■ TASK DESCRIPTION
From the listing below, set down exactly the lines between the one holding "source_natural_size.height * style.image_scale" and the one holding "the configured opacity.", inclusive. No other line is wanted.

■ DATA TO USE
+ + + + + + +

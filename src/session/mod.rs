//! Call sites of the compositor: the live preview and the full-resolution export.

pub mod export;
pub mod preview;
use crate::foundation::core::{BezPath, Point, Rect, Size};
use crate::scene::style::StyleParameters;

/// Cubic control-point distance for a quarter circle of unit radius.
const KAPPA: f64 = 0.552_284_749_830_793_4;

/// Closed rounded-rectangle outline in the caller's pixel space.
///
/// Negative or NaN sizes clamp to zero and `radius` clamps into `[0, min(w, h) / 2]`, so an
/// oversized radius yields a pill or circle, never an overshoot. With a zero radius or a zero
/// side the outline is the plain rectangle. Otherwise the path starts on the top edge just right
/// of the top-left corner and runs clockwise (in y-down space) through four quarter arcs.
pub fn rounded_rect_path(x: f64, y: f64, width: f64, height: f64, radius: f64) -> BezPath {
    let w = width.max(0.0);
    let h = height.max(0.0);
    let r = radius.max(0.0).min(w.min(h) / 2.0);

    let mut p = BezPath::new();
    if r == 0.0 || w == 0.0 || h == 0.0 {
        p.move_to((x, y));
        p.line_to((x + w, y));
        p.line_to((x + w, y + h));
        p.line_to((x, y + h));
        p.close_path();
        return p;
    }

    let k = r * KAPPA;
    let (x1, y1) = (x + w, y + h);

    p.move_to((x + r, y));
    p.line_to((x1 - r, y));
    p.curve_to((x1 - r + k, y), (x1, y + r - k), (x1, y + r));
    p.line_to((x1, y1 - r));
    p.curve_to((x1, y1 - r + k), (x1 - r + k, y1), (x1 - r, y1));
    p.line_to((x + r, y1));
    p.curve_to((x + r - k, y1), (x, y1 - r + k), (x, y1 - r));
    p.line_to((x, y + r));
    p.curve_to((x, y + r - k), (x + r - k, y), (x + r, y));
    p.close_path();
    p
}

/// Placement of the bordered image block inside a render target, in target pixels.
#[derive(Clone, Copy, Debug, PartialEq)]
pub struct Layout {
    /// Source size times `imageScale` times the scale factor.
    pub scaled_image_size: Size,
    /// Border width in target pixels; zero when the border is disabled.
    pub effective_border_width: f64,
    /// Image plus border on both sides.
    pub total_size: Size,
    /// Top-left of the bordered block.
    pub outer_origin: Point,
    /// Top-left of the image itself.
    pub image_origin: Point,
    /// Corner radius of the image clip.
    pub inner_radius: f64,
    /// Corner radius of the bordered block.
    pub outer_radius: f64,
}

impl Layout {
    /// Bordered block rectangle.
    pub fn outer_rect(&self) -> Rect {
        Rect::from_origin_size(self.outer_origin, self.total_size)
    }

    /// Image rectangle.
    pub fn image_rect(&self) -> Rect {
        Rect::from_origin_size(self.image_origin, self.scaled_image_size)
    }

    /// Outline used by the shadow and border passes.
    pub fn outer_path(&self) -> BezPath {
        rounded_rect_path(
            self.outer_origin.x,
            self.outer_origin.y,
            self.total_size.width,
            self.total_size.height,
            self.outer_radius,
        )
    }

    /// Outline used to clip the image.
    pub fn inner_path(&self) -> BezPath {
        rounded_rect_path(
            self.image_origin.x,
            self.image_origin.y,
            self.scaled_image_size.width,
            self.scaled_image_size.height,
            self.inner_radius,
        )
    }

    /// `true` when the image has a positive area to draw.
    pub fn has_image_area(&self) -> bool {
        self.scaled_image_size.width > 0.0 && self.scaled_image_size.height > 0.0
    }
}

/// Compute the block placement for `style` rendered at `scale_factor` into a target of
/// `canvas_pixel_size`.
///
/// Every linear style quantity is multiplied by `scale_factor`; the preview and export paths
/// both call this, so they cannot disagree on geometry.
pub fn layout_rects(
    style: &StyleParameters,
    scale_factor: f64,
    source_natural_size: Size,
    canvas_pixel_size: Size,
) -> Layout {
    let scaled_image_size = Size::new(
        source_natural_size.width * style.image_scale * scale_factor,
        source_natural_size.height * style.image_scale * scale_factor,
    );
    let effective_border_width = if style.border.enabled {
        (style.border.width_px * scale_factor).max(0.0)
    } else {
        0.0
    };
    let total_size = Size::new(
        scaled_image_size.width + 2.0 * effective_border_width,
        scaled_image_size.height + 2.0 * effective_border_width,
    );
    let outer_origin = Point::new(
        (canvas_pixel_size.width - total_size.width) / 2.0 + style.image_offset.x * scale_factor,
        (canvas_pixel_size.height - total_size.height) / 2.0 + style.image_offset.y * scale_factor,
    );
    let image_origin = Point::new(
        outer_origin.x + effective_border_width,
        outer_origin.y + effective_border_width,
    );

    let shorter = scaled_image_size.width.min(scaled_image_size.height);
    let inner_radius = if scaled_image_size.width <= 0.0 || scaled_image_size.height <= 0.0 {
        0.0
    } else {
        shorter * f64::from(style.border_radius_percent) / 100.0
    };

    Layout {
        scaled_image_size,
        effective_border_width,
        total_size,
        outer_origin,
        image_origin,
        inner_radius,
        outer_radius: inner_radius + effective_border_width,
    }
}

#[cfg(test)]
#[path = "../../tests/unit/layout/geometry.rs"]
mod tests;
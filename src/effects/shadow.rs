use kurbo::Shape as _;

use crate::assets::color::RgbaColor;
use crate::effects::blur::{blur_reach, blur_rgba8_premul_in_place};
use crate::foundation::core::{BezPath, PixelSize, Rect, Vec2};
use crate::foundation::error::WalliResult;
use crate::render::cpu::{affine_to_cpu, bezpath_to_cpu, image_paint};
use crate::scene::style::ShadowStyle;

/// Pre-blurred drop shadow, ready to be drawn at `origin` in target pixels.
pub(crate) struct ShadowLayer {
    pub(crate) origin: (u32, u32),
    pub(crate) size: PixelSize,
    pub(crate) paint: vello_cpu::Image,
}

impl std::fmt::Debug for ShadowLayer {
    fn fmt(&self, f: &mut std::fmt::Formatter<'_>) -> std::fmt::Result {
        f.debug_struct("ShadowLayer")
            .field("origin", &self.origin)
            .field("size", &self.size)
            .finish()
    }
}

/// Shadow color: black at the configured opacity.
pub fn shadow_color(shadow: &ShadowStyle) -> RgbaColor {
    let opacity = if shadow.opacity_percent.is_finite() {
        shadow.opacity_percent.clamp(0.0, 100.0)
    } else {
        0.0
    };
    RgbaColor::new(0, 0, 0, opacity / 100.0)
}

/// Gaussian standard deviation matching a blur length of `blur_px`.
pub fn shadow_sigma(blur_px: f64) -> f64 {
    if blur_px.is_finite() {
        blur_px.max(0.0) / 2.0
    } else {
        0.0
    }
}

/// Target-pixel region a shadow of `outline` touches, clipped to the target.
///
/// `None` when the shadow falls entirely outside the target.
pub(crate) fn shadow_region(
    outline: &BezPath,
    offset: Vec2,
    sigma: f64,
    target: PixelSize,
) -> Option<(u32, u32, PixelSize)> {
    let reach = f64::from(blur_reach(sigma));
    let bbox = (outline.bounding_box() + offset).inflate(reach, reach);
    let clipped = bbox
        .intersect(Rect::new(
            0.0,
            0.0,
            f64::from(target.width),
            f64::from(target.height),
        ))
        .expand();
    if !(clipped.width() > 0.0 && clipped.height() > 0.0) {
        return None;
    }
    let x0 = clipped.x0.max(0.0) as u32;
    let y0 = clipped.y0.max(0.0) as u32;
    let x1 = (clipped.x1 as u32).min(target.width);
    let y1 = (clipped.y1 as u32).min(target.height);
    if x1 <= x0 || y1 <= y0 {
        return None;
    }
    Some((x0, y0, PixelSize::new(x1 - x0, y1 - y0)))
}

/// Rasterize and blur the silhouette of `outline` for the shadow pass.
///
/// Offsets and blur are in export pixels and get multiplied by `scale_factor`. Returns `None`
/// when the shadow is fully transparent or lands outside the target.
pub(crate) fn build_shadow_layer(
    outline: &BezPath,
    shadow: &ShadowStyle,
    scale_factor: f64,
    target: PixelSize,
) -> WalliResult<Option<ShadowLayer>> {
    let color = shadow_color(shadow);
    if color.alpha_u8() == 0 {
        return Ok(None);
    }
    let offset = Vec2::new(
        finite_or_zero(shadow.offset_x) * scale_factor,
        finite_or_zero(shadow.offset_y) * scale_factor,
    );
    let sigma = shadow_sigma(shadow.blur_px) * scale_factor;

    let Some((x0, y0, size)) = shadow_region(outline, offset, sigma, target) else {
        return Ok(None);
    };
    let (w, h) = size.to_u16()?;

    let mut ctx = vello_cpu::RenderContext::new(w, h);
    ctx.set_transform(affine_to_cpu(kurbo::Affine::translate((
        offset.x - f64::from(x0),
        offset.y - f64::from(y0),
    ))));
    ctx.set_paint(color.to_cpu_color());
    ctx.fill_path(&bezpath_to_cpu(outline));
    ctx.flush();

    let mut pixmap = vello_cpu::Pixmap::new(w, h);
    ctx.render_to_pixmap(&mut pixmap);
    blur_rgba8_premul_in_place(pixmap.data_as_u8_slice_mut(), size.width, size.height, sigma)?;

    Ok(Some(ShadowLayer {
        origin: (x0, y0),
        size,
        paint: image_paint(pixmap),
    }))
}

fn finite_or_zero(v: f64) -> f64 {
    if v.is_finite() { v } else { 0.0 }
}

#[cfg(test)]
#[path = "../../tests/unit/effects/shadow.rs"]
mod tests;
use super::*;

fn repeat_px(px: [u8; 4], n: usize) -> Vec<u8> {
    let mut v = Vec::with_capacity(n * 4);
    for _ in 0..n {
        v.extend_from_slice(&px);
    }
    v
}

fn box_variance(radii: [u32; 3]) -> f64 {
    radii
        .iter()
        .map(|&r| f64::from(r) * f64::from(r + 1) / 3.0)
        .sum()
}

#[test]
fn radius_covers_three_sigma_and_is_capped() {
    assert_eq!(kernel_radius(0.0), 0);
    assert_eq!(kernel_radius(f64::NAN), 0);
    assert_eq!(kernel_radius(4.0), 12);
    assert_eq!(kernel_radius(1.0e9), MAX_BLUR_RADIUS);
}

#[test]
fn box_passes_match_gaussian_variance() {
    assert_eq!(box_radii(0.0), [0, 0, 0]);
    assert_eq!(box_radii(2.0), [1, 1, 2]);
    assert_eq!(box_radii(8.0), [7, 7, 8]);
    for sigma in [2.0, 5.0, 8.0, 25.0, 120.0] {
        let v = box_variance(box_radii(sigma));
        let target = sigma * sigma;
        assert!((v - target).abs() / target < 0.2, "sigma {sigma}: {v}");
    }
}

#[test]
fn reach_bounds_every_box_pass() {
    for sigma in [0.5, 2.0, 4.0, 33.3, 1.0e6] {
        let boxes: u32 = box_radii(sigma).iter().sum();
        assert!(blur_reach(sigma) >= boxes);
        assert!(blur_reach(sigma) >= kernel_radius(sigma));
        assert!(blur_reach(sigma) <= MAX_BLUR_RADIUS + 3);
    }
}

#[test]
fn zero_sigma_is_identity() {
    let mut px = vec![1, 2, 3, 4, 50, 60, 70, 80];
    let before = px.clone();
    blur_rgba8_premul_in_place(&mut px, 2, 1, 0.0).unwrap();
    assert_eq!(px, before);
}

#[test]
fn constant_image_is_unchanged() {
    let mut px = repeat_px([10, 20, 30, 200], 9 * 7);
    let before = px.clone();
    blur_rgba8_premul_in_place(&mut px, 9, 7, 2.0).unwrap();
    assert_eq!(px, before);
}

#[test]
fn single_dot_spreads_symmetrically() {
    let (w, h) = (15u32, 15u32);
    let mut px = vec![0u8; (w * h * 4) as usize];
    let center = ((7 * w + 7) * 4) as usize;
    px[center + 3] = 255;
    blur_rgba8_premul_in_place(&mut px, w, h, 1.0).unwrap();

    let a = |x: u32, y: u32| px[((y * w + x) * 4 + 3) as usize];
    assert!(a(7, 7) < 255);
    assert!(a(6, 7) > 0);
    assert_eq!(a(6, 7), a(8, 7));
    assert_eq!(a(7, 6), a(7, 8));
    assert!(a(7, 7) >= a(6, 7));
    assert_eq!(a(0, 0), 0);
}

#[test]
fn hard_edge_becomes_monotonic_ramp() {
    let (w, h) = (40u32, 3u32);
    let mut px = Vec::with_capacity((w * h * 4) as usize);
    for _ in 0..h {
        for x in 0..w {
            let a = if x < w / 2 { 255 } else { 0 };
            px.extend_from_slice(&[0, 0, 0, a]);
        }
    }
    blur_rgba8_premul_in_place(&mut px, w, h, 3.0).unwrap();

    let row: Vec<u8> = (0..w).map(|x| px[((w + x) * 4 + 3) as usize]).collect();
    assert_eq!(row[0], 255);
    assert_eq!(row[(w - 1) as usize], 0);
    assert!(row.windows(2).all(|p| p[0] >= p[1]), "{row:?}");
    let mid = row[(w / 2) as usize];
    assert!(mid > 0 && mid < 255);
}

#[test]
fn large_sigma_on_large_buffer_stays_linear() {
    // cost per pixel does not grow with sigma
    let side = 512u32;
    let mut px = vec![0u8; (side * side * 4) as usize];
    px[((256 * side + 256) * 4 + 3) as usize] = 255;
    blur_rgba8_premul_in_place(&mut px, side, side, 50.0).unwrap();
    assert!(px.iter().all(|&b| b <= 1));
}

#[test]
fn size_mismatch_is_an_error() {
    let mut px = vec![0u8; 12];
    assert!(blur_rgba8_premul_in_place(&mut px, 2, 2, 1.0).is_err());
}
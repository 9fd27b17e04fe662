use crate::encode::png::unpremultiply_rgba8;
use crate::foundation::core::PixelSize;
use crate::foundation::error::{WalliError, WalliResult};

/// A raster surface of known pixel size the compositor can draw into.
///
/// The compositor overwrites every pixel on each render and owns the target exclusively for
/// the duration of the call.
pub trait RenderTarget {
    /// Pixel dimensions of the surface.
    fn pixel_size(&self) -> PixelSize;

    /// Backing premultiplied RGBA8 pixmap.
    fn pixmap_mut(&mut self) -> &mut vello_cpu::Pixmap;
}

/// Owned premultiplied RGBA8 surface.
pub struct Surface {
    size: PixelSize,
    pixmap: vello_cpu::Pixmap,
}

impl std::fmt::Debug for Surface {
    fn fmt(&self, f: &mut std::fmt::Formatter<'_>) -> std::fmt::Result {
        f.debug_struct("Surface").field("size", &self.size).finish()
    }
}

impl Surface {
    /// Allocate a transparent surface.
    pub fn new(size: PixelSize) -> WalliResult<Self> {
        if size.is_empty() {
            return Err(WalliError::render(format!(
                "cannot allocate empty surface {size}"
            )));
        }
        let (w, h) = size.to_u16()?;
        Ok(Self {
            size,
            pixmap: vello_cpu::Pixmap::new(w, h),
        })
    }

    /// Pixel dimensions.
    pub fn size(&self) -> PixelSize {
        self.size
    }

    /// Row-major premultiplied RGBA8 bytes.
    pub fn premul_rgba8(&self) -> &[u8] {
        self.pixmap.data_as_u8_slice()
    }

    /// Premultiplied RGBA8 value at `(x, y)`, or `None` outside the surface.
    pub fn pixel(&self, x: u32, y: u32) -> Option<[u8; 4]> {
        if x >= self.size.width || y >= self.size.height {
            return None;
        }
        let idx = ((y as usize) * (self.size.width as usize) + (x as usize)) * 4;
        let d = self.premul_rgba8();
        Some([d[idx], d[idx + 1], d[idx + 2], d[idx + 3]])
    }

    /// Straight-alpha copy of the pixels, as image encoders expect.
    pub fn to_straight_rgba8(&self) -> Vec<u8> {
        let mut out = self.premul_rgba8().to_vec();
        unpremultiply_rgba8(&mut out);
        out
    }
}

impl RenderTarget for Surface {
    fn pixel_size(&self) -> PixelSize {
        self.size
    }

    fn pixmap_mut(&mut self) -> &mut vello_cpu::Pixmap {
        &mut self.pixmap
    }
}

#[cfg(test)]
#[path = "../../tests/unit/render/target.rs"]
mod tests;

+ + + + + + +

■ ANSWER TO THE EXERCISE
        source_natural_size.height * style.image_scale * scale_factor,
    );
    let effective_border_width = if style.border.enabled {
        (style.border.width_px * scale_factor).max(0.0)
    } else {
        0.0
    };
    let total_size = Size::new(
        scaled_image_size.width + 2.0 * effective_border_width,
        scaled_image_size.height + 2.0 * effective_border_width,
    );
    let outer_origin = Point::new(
        (canvas_pixel_size.width - total_size.width) / 2.0 + style.image_offset.x * scale_factor,
        (canvas_pixel_size.height - total_size.height) / 2.0 + style.image_offset.y * scale_factor,
    );
    let image_origin = Point::new(
        outer_origin.x + effective_border_width,
        outer_origin.y + effective_border_width,
    );

    let shorter = scaled_image_size.width.min(scaled_image_size.height);
    let inner_radius = if scaled_image_size.width <= 0.0 || scaled_image_size.height <= 0.0 {
        0.0
    } else {
        shorter * f64::from(style.border_radius_percent) / 100.0
    };

    Layout {
        scaled_image_size,
        effective_border_width,
        total_size,
        outer_origin,
        image_origin,
        inner_radius,
        outer_radius: inner_radius + effective_border_width,
    }
}

#[cfg(test)]
#[path = "../../tests/unit/layout/geometry.rs"]
mod tests;
filename src/effects/shadow.rs
use kurbo::Shape as _;

use crate::assets::color::RgbaColor;
use crate::effects::blur::{blur_reach, blur_rgba8_premul_in_place};
use crate::foundation::core::{BezPath, PixelSize, Rect, Vec2};
use crate::foundation::error::WalliResult;
use crate::render::cpu::{affine_to_cpu, bezpath_to_cpu, image_paint};
use crate::scene::style::ShadowStyle;

/// Pre-blurred drop shadow, ready to be drawn at `origin` in target pixels.
pub(crate) struct ShadowLayer {
    pub(crate) origin: (u32, u32),
    pub(crate) size: PixelSize,
    pub(crate) paint: vello_cpu::Image,
}

impl std::fmt::Debug for ShadowLayer {
    fn fmt(&self, f: &mut std::fmt::Formatter<'_>) -> std::fmt::Result {
        f.debug_struct("ShadowLayer")
            .field("origin", &self.origin)
            .field("size", &self.size)
            .finish()
    }
}

/// Shadow color: black at the configured opacity.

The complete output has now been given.